**** Provided information

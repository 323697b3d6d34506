use role_gate::{
    AppState,
    config::{AppConfig, Env, PasswordEncoding},
    create_router,
};
use tokio::net::TcpListener;
use tracing_subscriber::{layer::SubscriberExt, util::SubscriberInitExt};

/// main
///
/// Entry point: configuration, logging, user directory and policy wiring, then the
/// HTTP server.
#[tokio::main]
async fn main() {
    // 1. Configuration (fail-fast on invalid or unsafe settings)
    dotenv::dotenv().ok();
    let config = AppConfig::load();

    // 2. Logging: RUST_LOG wins, otherwise sensible local defaults.
    let env_filter = tracing_subscriber::EnvFilter::try_from_default_env()
        .unwrap_or_else(|_| "role_gate=debug,tower_http=info".into());

    match config.env {
        Env::Local => {
            tracing_subscriber::registry()
                .with(env_filter)
                .with(tracing_subscriber::fmt::layer().pretty())
                .init();
        }
        Env::Production => {
            tracing_subscriber::registry()
                .with(env_filter)
                .with(tracing_subscriber::fmt::layer().json())
                .init();
        }
    }

    tracing::info!("Application starting in {:?} mode", config.env);

    if config.password_encoding == PasswordEncoding::NoOp {
        tracing::warn!(
            "Passwords are stored and compared in PLAINTEXT. Use PASSWORD_ENCODER=argon2 outside local testing."
        );
    }

    // 3. State assembly: seeded directory, encoder and the default rule table.
    let app_state = AppState::from_config(config.clone())
        .expect("FATAL: Failed to encode the seeded user directory.");

    for rule in app_state.policy.rules() {
        tracing::debug!(
            pattern = rule.pattern.as_str(),
            roles = ?rule.required_roles,
            policy = ?rule.match_policy,
            "access rule loaded"
        );
    }

    // 4. Router and server startup
    let app = create_router(app_state);

    let listener = TcpListener::bind(&config.bind_addr)
        .await
        .expect("FATAL: Failed to bind the HTTP listener. Check BIND_ADDR.");

    tracing::info!("Listening on {}", config.bind_addr);
    if config.api_docs {
        tracing::info!("API Documentation (Swagger UI) available at /swagger-ui");
    }

    axum::serve(listener, app)
        .await
        .expect("FATAL: HTTP server terminated unexpectedly.");
}
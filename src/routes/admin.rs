use crate::{AppState, handlers};
use axum::{Router, routing::get};

/// Admin Router Module
///
/// Endpoints exclusively for the "admin" role (`has_role("/admin", "admin")`).
/// A caller holding only "user" receives 403 here.
pub fn admin_routes() -> Router<AppState> {
    Router::new()
        // GET /admin
        .route("/admin", get(handlers::admin_home))
}
use std::collections::BTreeSet;

use crate::models::Caller;

/// MatchPolicy
///
/// How a caller's roles are compared with a rule's required roles.
#[derive(Debug, Clone, Copy, PartialEq, Eq)]
pub enum MatchPolicy {
    /// At least one required role must be held.
    Any,
    /// Every required role must be held.
    All,
}

#[derive(Debug, Clone, Copy, PartialEq, Eq)]
pub enum DenyReason {
    Unauthenticated,
    Forbidden,
}

#[derive(Debug, Clone, Copy, PartialEq, Eq)]
pub enum Decision {
    Allow,
    Deny(DenyReason),
}

#[derive(Debug, Clone, PartialEq, Eq)]
enum Segment {
    Literal(String),
    // `*`
    One,
    // `**`
    Many,
}

/// PathPattern
///
/// Ant-style path matcher. Literal segments compare exactly (case-sensitive),
/// `*` matches one segment and `**` matches zero or more. `/` only matches the root.
#[derive(Debug, Clone, PartialEq, Eq)]
pub struct PathPattern {
    raw: String,
    segments: Vec<Segment>,
}

impl PathPattern {
    pub fn new(pattern: &str) -> Self {
        let segments = split_segments(pattern)
            .map(|s| match s {
                "*" => Segment::One,
                "**" => Segment::Many,
                other => Segment::Literal(other.to_string()),
            })
            .collect();
        Self {
            raw: pattern.to_string(),
            segments,
        }
    }

    pub fn as_str(&self) -> &str {
        &self.raw
    }

    pub fn matches(&self, path: &str) -> bool {
        // "/user/" and "/user" are different resources.
        if path.len() > 1 && path.ends_with('/') && !self.raw.ends_with('/') {
            return false;
        }
        let parts: Vec<&str> = split_segments(path).collect();
        match_segments(&self.segments, &parts)
    }
}

fn split_segments(path: &str) -> impl Iterator<Item = &str> {
    path.split('/').filter(|s| !s.is_empty())
}

fn match_segments(pattern: &[Segment], path: &[&str]) -> bool {
    match pattern.split_first() {
        None => path.is_empty(),
        Some((Segment::Many, rest)) => {
            (0..=path.len()).any(|skip| match_segments(rest, &path[skip..]))
        }
        Some((Segment::One, rest)) => !path.is_empty() && match_segments(rest, &path[1..]),
        Some((Segment::Literal(lit), rest)) => {
            path.first().is_some_and(|p| p == lit) && match_segments(rest, &path[1..])
        }
    }
}

/// AccessRule
///
/// One path-pattern-to-required-roles mapping. An empty `required_roles` set
/// admits everyone, including anonymous callers.
#[derive(Debug, Clone, PartialEq, Eq)]
pub struct AccessRule {
    pub pattern: PathPattern,
    pub required_roles: BTreeSet<String>,
    pub match_policy: MatchPolicy,
}

impl AccessRule {
    pub fn new<I, R>(pattern: &str, required_roles: I, match_policy: MatchPolicy) -> Self
    where
        I: IntoIterator<Item = R>,
        R: Into<String>,
    {
        Self {
            pattern: PathPattern::new(pattern),
            required_roles: required_roles.into_iter().map(Into::into).collect(),
            match_policy,
        }
    }

    pub fn is_permit_all(&self) -> bool {
        self.required_roles.is_empty()
    }

    fn admits(&self, roles: &BTreeSet<String>) -> bool {
        match self.match_policy {
            MatchPolicy::Any => !self.required_roles.is_disjoint(roles),
            MatchPolicy::All => self.required_roles.is_subset(roles),
        }
    }
}

/// AccessPolicy
///
/// An ordered rule list. The first rule whose pattern matches the request path
/// decides; a path that no rule covers is denied.
#[derive(Debug, Clone, PartialEq, Eq)]
pub struct AccessPolicy {
    rules: Vec<AccessRule>,
}

impl AccessPolicy {
    pub fn new(rules: Vec<AccessRule>) -> Self {
        Self { rules }
    }

    pub fn builder() -> AccessPolicyBuilder {
        AccessPolicyBuilder::default()
    }

    pub fn rules(&self) -> &[AccessRule] {
        &self.rules
    }

    /// The first rule covering `path`, if any.
    pub fn rule_for(&self, path: &str) -> Option<&AccessRule> {
        self.rules.iter().find(|rule| rule.pattern.matches(path))
    }

    /// evaluate
    ///
    /// Pure decision for `(path, caller)`. Roles are flat: holding "admin" says
    /// nothing about "user" unless a rule lists both.
    pub fn evaluate(&self, path: &str, caller: &Caller) -> Decision {
        let Some(rule) = self.rule_for(path) else {
            return Decision::Deny(deny_reason(caller));
        };

        if rule.is_permit_all() {
            return Decision::Allow;
        }

        match caller {
            Caller::Anonymous => Decision::Deny(DenyReason::Unauthenticated),
            Caller::Authenticated(principal) if rule.admits(&principal.roles) => Decision::Allow,
            Caller::Authenticated(_) => Decision::Deny(DenyReason::Forbidden),
        }
    }
}

fn deny_reason(caller: &Caller) -> DenyReason {
    match caller {
        Caller::Anonymous => DenyReason::Unauthenticated,
        Caller::Authenticated(_) => DenyReason::Forbidden,
    }
}

impl Default for AccessPolicy {
    /// `/admin` needs admin, `/user` needs user or admin, `/` is open.
    fn default() -> Self {
        Self::builder()
            .has_role("/admin", "admin")
            .has_any_role("/user", ["user", "admin"])
            .permit_all("/")
            .build()
    }
}

/// AccessPolicyBuilder
///
/// Collects rules in declaration order. `build` hands back a plain rule list.
#[derive(Debug, Default)]
pub struct AccessPolicyBuilder {
    rules: Vec<AccessRule>,
}

impl AccessPolicyBuilder {
    pub fn permit_all(mut self, pattern: &str) -> Self {
        self.rules
            .push(AccessRule::new(pattern, Vec::<String>::new(), MatchPolicy::Any));
        self
    }

    pub fn has_role(mut self, pattern: &str, role: &str) -> Self {
        self.rules
            .push(AccessRule::new(pattern, [role], MatchPolicy::Any));
        self
    }

    pub fn has_any_role<I, R>(mut self, pattern: &str, roles: I) -> Self
    where
        I: IntoIterator<Item = R>,
        R: Into<String>,
    {
        self.rules
            .push(AccessRule::new(pattern, roles, MatchPolicy::Any));
        self
    }

    pub fn has_all_roles<I, R>(mut self, pattern: &str, roles: I) -> Self
    where
        I: IntoIterator<Item = R>,
        R: Into<String>,
    {
        self.rules
            .push(AccessRule::new(pattern, roles, MatchPolicy::All));
        self
    }

    pub fn build(self) -> AccessPolicy {
        AccessPolicy::new(self.rules)
    }
}
use serde::{Deserialize, Serialize};
use std::collections::BTreeSet;
use utoipa::ToSchema;

/// UserAccount
///
/// One entry of the fixed user directory. The `password` field holds the
/// credential in the form produced by the configured `PasswordEncoder`
/// (plaintext under the no-op encoder, an argon2 PHC string otherwise).
#[derive(Debug, Clone, PartialEq, Eq)]
pub struct UserAccount {
    pub username: String,
    pub password: String,
    pub roles: BTreeSet<String>,
}

impl UserAccount {
    pub fn new<I, R>(username: &str, password: &str, roles: I) -> Self
    where
        I: IntoIterator<Item = R>,
        R: Into<String>,
    {
        Self {
            username: username.to_string(),
            password: password.to_string(),
            roles: roles.into_iter().map(Into::into).collect(),
        }
    }
}

/// Principal
///
/// The resolved identity of an authenticated request. Carries no credential material.
#[derive(Debug, Clone, PartialEq, Eq, Serialize, Deserialize)]
pub struct Principal {
    pub username: String,
    pub roles: BTreeSet<String>,
}

impl From<&UserAccount> for Principal {
    fn from(account: &UserAccount) -> Self {
        Self {
            username: account.username.clone(),
            roles: account.roles.clone(),
        }
    }
}

/// Caller
///
/// Who is making the request, as seen by the access policy.
#[derive(Debug, Clone, PartialEq, Eq)]
pub enum Caller {
    Anonymous,
    Authenticated(Principal),
}

impl Caller {
    pub fn principal(&self) -> Option<&Principal> {
        match self {
            Caller::Anonymous => None,
            Caller::Authenticated(principal) => Some(principal),
        }
    }
}

/// ErrorBody
///
/// JSON payload returned alongside every 401/403/404.
#[derive(Debug, Clone, Serialize, Deserialize, ToSchema)]
pub struct ErrorBody {
    // Stable machine-readable code, e.g. "FORBIDDEN".
    pub error: String,
    pub message: String,
}
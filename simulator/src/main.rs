use anyhow::Context;
use clap::Parser;
use std::io;
use std::path::PathBuf;
use tokio::runtime::Builder as TokioBuilder;
use workflow::config::SimulatorConfig;
use workflow::runner::Runner;

mod generator;
mod workflow;

#[derive(Parser)]
#[command(author, version, about = "Demo MAVLink vehicle for the ground station console")]
struct Args {
    /// Print N flight steps as JSON lines instead of transmitting
    #[arg(long)]
    offline: Option<usize>,
    /// Load endpoint, rate and flight profile from YAML
    #[arg(long)]
    profile: Option<PathBuf>,
    #[arg(long, default_value = "udpout:127.0.0.1:14550")]
    endpoint: String,
    #[arg(long, default_value_t = 10.0)]
    rate_hz: f32,
    #[arg(long, default_value_t = 0)]
    seed: u64,
}

fn main() -> anyhow::Result<()> {
    env_logger::Builder::from_env(env_logger::Env::default().default_filter_or("info")).init();
    let args = Args::parse();

    let config = if let Some(path) = args.profile {
        SimulatorConfig::load(path)?
    } else {
        SimulatorConfig::from_args(args.endpoint, args.rate_hz, args.seed)
    };
    let runner = Runner::new(config);

    if let Some(steps) = args.offline {
        let stdout = io::stdout();
        let states = runner.offline(steps, &mut stdout.lock())?;
        if let Some(last) = states.last() {
            eprintln!(
                "Offline run -> {} steps, final altitude {:.1} m, battery {:.1}%",
                states.len(),
                last.altitude_m,
                last.battery_percent
            );
        }
        return Ok(());
    }

    let runtime = TokioBuilder::new_current_thread()
        .enable_all()
        .build()
        .context("creating runtime for the transmit loop")?;
    runtime.block_on(runner.serve())
}
use serde::{Deserialize, Serialize};

/// Flight mode shown on the mode label.
#[derive(Debug, Clone, Copy, Serialize, Deserialize, PartialEq, Eq, Default)]
pub enum FlightMode {
    #[default]
    Standby,
    AutoSearch,
    Armed,
}

impl FlightMode {
    pub fn label(&self) -> &'static str {
        match self {
            FlightMode::Standby => "STANDBY",
            FlightMode::AutoSearch => "AUTO SEARCH",
            FlightMode::Armed => "ARMED",
        }
    }
}

/// Most recently known flight state. Overwritten every slow tick.
#[derive(Debug, Clone, Copy, PartialEq, Serialize, Deserialize, Default)]
pub struct TelemetrySample {
    pub altitude_m: f32,
    pub speed_mps: f32,
    pub battery_percent: f32,
    pub heading_deg: Option<f32>,
    pub mode: FlightMode,
}

/// Where the current sample came from.
#[derive(Debug, Clone, Copy, PartialEq, Eq)]
pub enum SampleOrigin {
    Live,
    Stale,
    Demo,
}
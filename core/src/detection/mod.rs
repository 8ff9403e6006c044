//! Object detection engines run once per fast tick.

pub mod coco;
#[cfg(feature = "camera")]
pub mod onnx;
pub mod yolo;

#[cfg(feature = "camera")]
pub use onnx::YoloEngine;

use crate::model::Detection;
use crate::prelude::{Frame, GcsResult};

/// Anything that turns a frame into a finite list of detections.
pub trait DetectionEngine {
    fn detect(&mut self, frame: &Frame) -> GcsResult<Vec<Detection>>;
}

/// Engine that never reports anything.
#[derive(Debug, Default)]
pub struct NullEngine;

impl DetectionEngine for NullEngine {
    fn detect(&mut self, _frame: &Frame) -> GcsResult<Vec<Detection>> {
        Ok(Vec::new())
    }
}

/// Replays a fixed script, one entry per call, looping at the end.
#[derive(Debug, Clone)]
pub struct ScriptedEngine {
    script: Vec<Vec<Detection>>,
    cursor: usize,
}

impl ScriptedEngine {
    pub fn new(script: Vec<Vec<Detection>>) -> Self {
        Self { script, cursor: 0 }
    }

    /// Two drifting boxes, one person and one traffic light, sized for a
    /// `width` x `height` feed.
    pub fn demo(width: u32, height: u32) -> Self {
        use crate::model::BoundingBox;

        let w = width as f32;
        let h = height as f32;
        let script = (0..60)
            .map(|step| {
                let drift = (step as f32 / 60.0) * w * 0.3;
                vec![
                    Detection::new(
                        BoundingBox::new(
                            w * 0.1 + drift,
                            h * 0.4,
                            w * 0.25 + drift,
                            h * 0.85,
                        ),
                        "person",
                        0.82,
                    ),
                    Detection::new(
                        BoundingBox::new(w * 0.7, h * 0.1, w * 0.78, h * 0.35),
                        "traffic light",
                        if step % 20 < 10 { 0.55 } else { 0.35 },
                    ),
                ]
            })
            .collect();
        Self::new(script)
    }
}

impl DetectionEngine for ScriptedEngine {
    fn detect(&mut self, _frame: &Frame) -> GcsResult<Vec<Detection>> {
        if self.script.is_empty() {
            return Ok(Vec::new());
        }
        let detections = self.script[self.cursor].clone();
        self.cursor = (self.cursor + 1) % self.script.len();
        Ok(detections)
    }
}
//! Core of the Rust VTOL ground station: the two refresh loops, radar and
//! video-overlay rendering, and the vehicle telemetry source.
//!
//! Detection, capture and the vehicle link are external collaborators hidden
//! behind traits so each tick can be exercised without hardware.

pub mod config;
pub mod detection;
pub mod diagnostics;
pub mod link;
pub mod math;
pub mod model;
pub mod prelude;
pub mod render;
pub mod session;
pub mod telemetry;
pub mod video;

pub use prelude::{ChannelOrder, Frame, GcsError, GcsResult};
pub use session::{DataLoop, DataViewState, VideoLoop, VideoViewState};
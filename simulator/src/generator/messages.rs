use crate::generator::profile::VehicleState;
use mavlink::common::{
    MavAutopilot, MavMessage, MavModeFlag, MavState, MavType, HEARTBEAT_DATA, SYS_STATUS_DATA,
    VFR_HUD_DATA,
};

/// MAVLink messages describing one vehicle snapshot, in send order.
pub fn vehicle_messages(state: &VehicleState) -> Vec<MavMessage> {
    let base_mode = if state.armed {
        MavModeFlag::MAV_MODE_FLAG_SAFETY_ARMED | MavModeFlag::MAV_MODE_FLAG_AUTO_ENABLED
    } else {
        MavModeFlag::MAV_MODE_FLAG_CUSTOM_MODE_ENABLED
    };
    let heartbeat = MavMessage::HEARTBEAT(HEARTBEAT_DATA {
        custom_mode: 0,
        mavtype: MavType::MAV_TYPE_VTOL_TILTROTOR,
        autopilot: MavAutopilot::MAV_AUTOPILOT_GENERIC,
        base_mode,
        system_status: if state.armed {
            MavState::MAV_STATE_ACTIVE
        } else {
            MavState::MAV_STATE_STANDBY
        },
        mavlink_version: 3,
    });

    let hud = MavMessage::VFR_HUD(VFR_HUD_DATA {
        airspeed: state.groundspeed_mps,
        groundspeed: state.groundspeed_mps,
        heading: state.heading_deg.round() as i16 % 360,
        throttle: if state.armed { 55 } else { 0 },
        alt: state.altitude_m,
        climb: state.climb_mps,
    });

    let status = MavMessage::SYS_STATUS(SYS_STATUS_DATA {
        battery_remaining: state.battery_percent.round().clamp(0.0, 100.0) as i8,
        voltage_battery: (14_800.0 + state.battery_percent * 20.0) as u16,
        ..Default::default()
    });

    vec![heartbeat, hud, status]
}

#[cfg(test)]
mod tests {
    use super::*;

    fn snapshot(armed: bool) -> VehicleState {
        VehicleState {
            time_s: 10.0,
            armed,
            altitude_m: 54.6,
            groundspeed_mps: 16.8,
            climb_mps: 0.0,
            heading_deg: 359.7,
            battery_percent: 93.4,
        }
    }

    #[test]
    fn snapshot_emits_heartbeat_hud_and_status() {
        let messages = vehicle_messages(&snapshot(true));
        assert_eq!(messages.len(), 3);
        match &messages[0] {
            MavMessage::HEARTBEAT(hb) => {
                assert!(hb.base_mode.contains(MavModeFlag::MAV_MODE_FLAG_SAFETY_ARMED))
            }
            other => panic!("unexpected {:?}", other),
        }
        match &messages[1] {
            MavMessage::VFR_HUD(hud) => {
                assert_eq!(hud.alt, 54.6);
                assert_eq!(hud.heading, 0);
            }
            other => panic!("unexpected {:?}", other),
        }
        match &messages[2] {
            MavMessage::SYS_STATUS(status) => assert_eq!(status.battery_remaining, 93),
            other => panic!("unexpected {:?}", other),
        }
    }

    #[test]
    fn disarmed_heartbeat_is_round_tripped_by_console_translation() {
        let messages = vehicle_messages(&snapshot(false));
        let translated = gcscore::link::mav::translate(&messages[0]);
        assert_eq!(
            translated,
            Some(gcscore::link::LinkMessage::Heartbeat { armed: false })
        );
    }
}
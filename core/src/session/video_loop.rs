use crate::config::{EngineKind, GcsConfig, VideoSourceKind};
use crate::detection::{DetectionEngine, NullEngine, ScriptedEngine};
use crate::diagnostics::{LogManager, LoopMetrics};
use crate::render::{AnnotatedFrame, OverlayRenderer};
use crate::video::{ClosedSource, PatternSource, VideoSource};

/// What the camera panel shows after one fast tick.
#[derive(Debug, Clone)]
pub struct VideoViewState {
    pub frame: AnnotatedFrame,
    pub detections_seen: usize,
}

/// Fast loop: frame -> detection -> overlay, once per tick.
pub struct VideoLoop {
    source: Box<dyn VideoSource>,
    engine: Box<dyn DetectionEngine>,
    renderer: OverlayRenderer,
    metrics: LoopMetrics,
    was_open: Option<bool>,
    released: bool,
    logger: LogManager,
}

impl VideoLoop {
    pub fn new(
        source: Box<dyn VideoSource>,
        engine: Box<dyn DetectionEngine>,
        renderer: OverlayRenderer,
    ) -> Self {
        Self {
            source,
            engine,
            renderer,
            metrics: LoopMetrics::new(),
            was_open: None,
            released: false,
            logger: LogManager::new("video"),
        }
    }

    pub fn from_config(config: &GcsConfig) -> Self {
        let logger = LogManager::new("video");
        let source: Box<dyn VideoSource> = match config.video.source {
            VideoSourceKind::Camera => open_camera(config.video.device, &logger),
            VideoSourceKind::Pattern => Box::new(PatternSource::new(
                config.video.pattern_width,
                config.video.pattern_height,
            )),
            VideoSourceKind::None => Box::new(ClosedSource),
        };
        let engine: Box<dyn DetectionEngine> = match config.detection.engine {
            EngineKind::Yolo => load_yolo(config, &logger),
            EngineKind::Scripted => Box::new(ScriptedEngine::demo(
                config.video.pattern_width,
                config.video.pattern_height,
            )),
            EngineKind::None => Box::new(NullEngine),
        };
        Self::new(
            source,
            engine,
            OverlayRenderer::new(config.detection.confidence_threshold),
        )
    }

    /// Runs one fast tick. `None` means the tick was skipped and the panel
    /// keeps whatever it showed before.
    pub fn tick(&mut self) -> Option<VideoViewState> {
        let open = !self.released && self.source.is_open();
        if self.was_open != Some(open) {
            self.logger.record(if open {
                "video source open"
            } else {
                "video source not open; holding placeholder"
            });
            self.was_open = Some(open);
        }
        if !open {
            self.metrics.record_skip();
            return None;
        }

        let Some(frame) = self.source.read_frame() else {
            self.logger.trace("frame read failed; tick skipped");
            self.metrics.record_skip();
            return None;
        };

        let detections = match self.engine.detect(&frame) {
            Ok(detections) => detections,
            Err(err) => {
                self.logger.warn(&err.to_string());
                self.metrics.record_detection_error();
                Vec::new()
            }
        };

        match self.renderer.render(&frame, &detections) {
            Ok(annotated) => {
                self.metrics.record_frame();
                Some(VideoViewState {
                    frame: annotated,
                    detections_seen: detections.len(),
                })
            }
            Err(err) => {
                self.logger.warn(&err.to_string());
                self.metrics.record_skip();
                None
            }
        }
    }

    /// Releases the video source exactly once.
    pub fn release(&mut self) {
        if self.released {
            return;
        }
        self.released = true;
        self.source.release();
        self.logger.record("video source released");
    }

    pub fn is_released(&self) -> bool {
        self.released
    }

    pub fn metrics(&self) -> LoopMetrics {
        self.metrics
    }
}

impl Drop for VideoLoop {
    fn drop(&mut self) {
        self.release();
    }
}

#[cfg(feature = "camera")]
fn open_camera(device: i32, logger: &LogManager) -> Box<dyn VideoSource> {
    match crate::video::CameraSource::open(device) {
        Ok(camera) => Box::new(camera),
        Err(err) => {
            logger.warn(&err.to_string());
            Box::new(ClosedSource)
        }
    }
}

#[cfg(not(feature = "camera"))]
fn open_camera(device: i32, logger: &LogManager) -> Box<dyn VideoSource> {
    logger.warn(&format!(
        "camera {} requested but built without the `camera` feature",
        device
    ));
    Box::new(ClosedSource)
}

#[cfg(feature = "camera")]
fn load_yolo(config: &GcsConfig, logger: &LogManager) -> Box<dyn DetectionEngine> {
    match crate::detection::YoloEngine::load(&config.detection) {
        Ok(engine) => Box::new(engine),
        Err(err) => {
            logger.warn(&format!("{}; detection disabled", err));
            Box::new(NullEngine)
        }
    }
}

#[cfg(not(feature = "camera"))]
fn load_yolo(config: &GcsConfig, logger: &LogManager) -> Box<dyn DetectionEngine> {
    logger.warn(&format!(
        "model {} requested but built without the `camera` feature; detection disabled",
        config.detection.model_path
    ));
    Box::new(NullEngine)
}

********

Retype exactly the span of lines from the one with "fn split_segments(path: &str)" through the one with "pub struct AccessRule"; include both ends and omit the rest of the material.

fn split_segments(path: &str) -> impl Iterator<Item = &str> {
    path.split('/').filter(|s| !s.is_empty())
}

fn match_segments(pattern: &[Segment], path: &[&str]) -> bool {
    match pattern.split_first() {
        None => path.is_empty(),
        Some((Segment::Many, rest)) => {
            (0..=path.len()).any(|skip| match_segments(rest, &path[skip..]))
        }
        Some((Segment::One, rest)) => !path.is_empty() && match_segments(rest, &path[1..]),
        Some((Segment::Literal(lit), rest)) => {
            path.first().is_some_and(|p| p == lit) && match_segments(rest, &path[1..])
        }
    }
}

/// AccessRule
///
/// One path-pattern-to-required-roles mapping. An empty `required_roles` set
/// admits everyone, including anonymous callers.
#[derive(Debug, Clone, PartialEq, Eq)]
pub struct AccessRule {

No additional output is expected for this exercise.